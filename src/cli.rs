use crate::{
    actions::{auth, completions, configuration as config_actions, flow, planner},
    commands::{
        COMMAND_ADD, COMMAND_AUTH, COMMAND_CHECKLISTITEM, COMMAND_CLEAR, COMMAND_COMPLETIONS,
        COMMAND_CONFIG, COMMAND_FLOW, COMMAND_GET, COMMAND_OWNER, COMMAND_PATH, COMMAND_PLANNER,
        COMMAND_SET, COMMAND_TASK, COMMAND_TOKEN,
    },
    configuration::Configuration,
    error::CliError,
};
use clap::ArgMatches;
use tracing::trace;

fn extract_subcommand_name(sub_matches: &ArgMatches) -> String {
    let message = match sub_matches.subcommand() {
        Some(m) => m.0,
        None => "unknown",
    };

    message.to_string()
}

/// Execute the CLI command selected by the parsed arguments.
///
/// # Arguments
///
/// * `configuration` - The loaded configuration
/// * `commands` - The parsed command-line arguments
///
/// # Returns
///
/// * `Ok(())` - If the command executed successfully
/// * `Err(CliError)` - If an error occurred during execution
pub async fn execute_command(
    configuration: Configuration,
    commands: &ArgMatches,
) -> Result<(), CliError> {
    trace!("Dispatching command...");

    match commands.subcommand() {
        Some((COMMAND_FLOW, sub_matches)) => match sub_matches.subcommand() {
            Some((COMMAND_OWNER, sub_matches)) => match sub_matches.subcommand() {
                Some((COMMAND_ADD, sub_matches)) => flow::execute(sub_matches, &configuration).await,
                _ => Err(CliError::UnsupportedSubcommand(extract_subcommand_name(
                    sub_matches,
                ))),
            },
            _ => Err(CliError::UnsupportedSubcommand(extract_subcommand_name(
                sub_matches,
            ))),
        },
        Some((COMMAND_PLANNER, sub_matches)) => match sub_matches.subcommand() {
            Some((COMMAND_TASK, sub_matches)) => match sub_matches.subcommand() {
                Some((COMMAND_CHECKLISTITEM, sub_matches)) => match sub_matches.subcommand() {
                    Some((COMMAND_ADD, sub_matches)) => {
                        planner::execute(sub_matches, &configuration).await
                    }
                    _ => Err(CliError::UnsupportedSubcommand(extract_subcommand_name(
                        sub_matches,
                    ))),
                },
                _ => Err(CliError::UnsupportedSubcommand(extract_subcommand_name(
                    sub_matches,
                ))),
            },
            _ => Err(CliError::UnsupportedSubcommand(extract_subcommand_name(
                sub_matches,
            ))),
        },
        Some((COMMAND_AUTH, sub_matches)) => match sub_matches.subcommand() {
            Some((COMMAND_TOKEN, sub_matches)) => match sub_matches.subcommand() {
                Some((COMMAND_SET, sub_matches)) => auth::set_token(sub_matches),
                Some((COMMAND_CLEAR, sub_matches)) => auth::clear_token(sub_matches),
                _ => Err(CliError::UnsupportedSubcommand(extract_subcommand_name(
                    sub_matches,
                ))),
            },
            _ => Err(CliError::UnsupportedSubcommand(extract_subcommand_name(
                sub_matches,
            ))),
        },
        Some((COMMAND_CONFIG, sub_matches)) => match sub_matches.subcommand() {
            Some((COMMAND_GET, sub_matches)) => match sub_matches.subcommand() {
                Some((COMMAND_PATH, _)) => config_actions::print_configuration_path(),
                None => config_actions::print_configuration(sub_matches, &configuration),
                _ => Err(CliError::UnsupportedSubcommand(extract_subcommand_name(
                    sub_matches,
                ))),
            },
            Some((COMMAND_SET, sub_matches)) => {
                config_actions::set_configuration(sub_matches, configuration)
            }
            _ => Err(CliError::UnsupportedSubcommand(extract_subcommand_name(
                sub_matches,
            ))),
        },
        Some((COMMAND_COMPLETIONS, sub_matches)) => completions::generate_completions(sub_matches),
        _ => Err(CliError::UnsupportedSubcommand(extract_subcommand_name(
            commands,
        ))),
    }
}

> Task item
Every line of the listing above that includes "trace" should be copied out.

> Written response
use tracing::trace;
    trace!("Dispatching command...");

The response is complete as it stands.